Julia Bazińska & Piotr Migdal Web App
The original inspiration for this project came from this web app
and this pydata talk. It is a web app that takes a
while to load but it is really fun to play with. The goal of this project is to make it easier to make similar
charts from jupyter using different language backends.Tensorflow Projector
From google there's the tensorflow projector project. It offers
highly interactive 3d visualisations as well as some transformations via tensorboard.
- The tensorflow projector will create projections in tensorboard, which you can also load
into jupyter notebook but whatlies makes visualisations directly. - The tensorflow projector supports interactive 3d visuals, which whatlies currently doesn't.
- Whatlies offers lego bricks that you can chain together to get a visualisation started.
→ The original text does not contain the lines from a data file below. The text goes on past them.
use std::ops::Deref;

use uom::si::{f64::Ratio, ratio::ratio};

use crate::support::constraint::{Constrained, ConstraintResult, Finite, StrictlyPositive};

/// Biot number (`hc * Lc / k`).
///
/// The ratio of internal conductive resistance to surface convective
/// resistance. A lumped node is a good approximation when `Bi <= 0.1`; no
/// upper bound is enforced here because out-of-range values are still useful
/// for sensitivity studies.
///
/// The Biot number must be finite and strictly positive. It is a derived
/// quantity, so it may fall below the physical epsilon for a valid body.
#[derive(Debug, Clone, Copy, PartialEq, PartialOrd)]
pub struct BiotNumber(Constrained<Ratio, StrictlyPositive>);

impl BiotNumber {
    /// Create a [`BiotNumber`] from a scalar value.
    ///
    /// # Errors
    ///
    /// Returns `Err` if the value is not finite or not strictly positive.
    pub fn new(value: f64) -> ConstraintResult<Self> {
        Self::from_quantity(Ratio::new::<ratio>(value))
    }

    /// Create a [`BiotNumber`] from a ratio quantity.
    ///
    /// # Errors
    ///
    /// Returns `Err` if the quantity is not finite or not strictly positive.
    pub fn from_quantity(quantity: Ratio) -> ConstraintResult<Self> {
        Finite::new(quantity)?;
        Ok(Self(StrictlyPositive::new(quantity)?))
    }

    /// Returns `true` if the lumped-capacitance assumption holds at `limit`.
    #[must_use]
    pub fn is_lumped(&self, limit: Ratio) -> bool {
        **self <= limit
    }
}

impl Deref for BiotNumber {
    type Target = Ratio;

    fn deref(&self) -> &Self::Target {
        self.0.as_ref()
    }
}

/// Fourier number (`alpha * t / Lc²`), the dimensionless elapsed time.
///
/// Any finite value is accepted. A negative Fourier number corresponds to a
/// time before the initial condition and extrapolates the decay backwards.
#[derive(Debug, Clone, Copy, PartialEq, PartialOrd)]
pub struct FourierNumber(Constrained<Ratio, Finite>);

impl FourierNumber {
    /// Create a [`FourierNumber`] from a scalar value.
    ///
    /// # Errors
    ///
    /// Returns `Err` if the value is `NaN` or infinite.
    pub fn new(value: f64) -> ConstraintResult<Self> {
        Self::from_quantity(Ratio::new::<ratio>(value))
    }

    /// Create a [`FourierNumber`] from a ratio quantity.
    ///
    /// # Errors
    ///
    /// Returns `Err` if the quantity is `NaN` or infinite.
    pub fn from_quantity(quantity: Ratio) -> ConstraintResult<Self> {
        Ok(Self(Finite::new(quantity)?))
    }
}

impl Deref for FourierNumber {
    type Target = Ratio;

    fn deref(&self) -> &Self::Target {
        self.0.as_ref()
    }
}

/// Dimensionless temperature, `(T - T_ext) / (T0 - T_ext)`.
///
/// A lumped node starts at `1` and decays toward `0`. Encoding an arbitrary
/// temperature can fall outside that range (for example, a body pushed past
/// ambient), so no bounds are enforced.
#[derive(Debug, Clone, Copy, PartialEq, PartialOrd)]
pub struct Theta(Ratio);

impl Theta {
    /// Create a [`Theta`] from a scalar value.
    #[must_use]
    pub fn new(value: f64) -> Self {
        Self(Ratio::new::<ratio>(value))
    }

    /// Create a [`Theta`] from a ratio quantity.
    #[must_use]
    pub fn from_quantity(quantity: Ratio) -> Self {
        Self(quantity)
    }
}

impl Deref for Theta {
    type Target = Ratio;

    fn deref(&self) -> &Self::Target {
        &self.0
    }
}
This
also means that you're more flexible when it comes to transforming data before visualising it.
Parallax
From Uber AI Labs there's parallax which is described
in a paper here. There's a common mindset in the two tools;
the goal is to use arbitrary user defined projections to understand embedding spaces better.
That said, some differences that are worth to mention.
- It relies on bokeh as a visualisation backend and offers a lot of visualisation types
(like radar plots). Whatlies uses altair and tries to stick to simple scatter charts.
Altair can export interactive html/svg but it will not scale as well if you've drawing
many points at the same time. - Parallax is meant to be run as a stand-alone app from the command line while Whatlies is
meant to be run from the jupyter notebook. - Parallax gives a full user interface while Whatlies offers lego bricks that you can chain
together to get a visualisation started. - Whatlies relies on language backends (like spaCy, huggingface) to fetch word embeddings.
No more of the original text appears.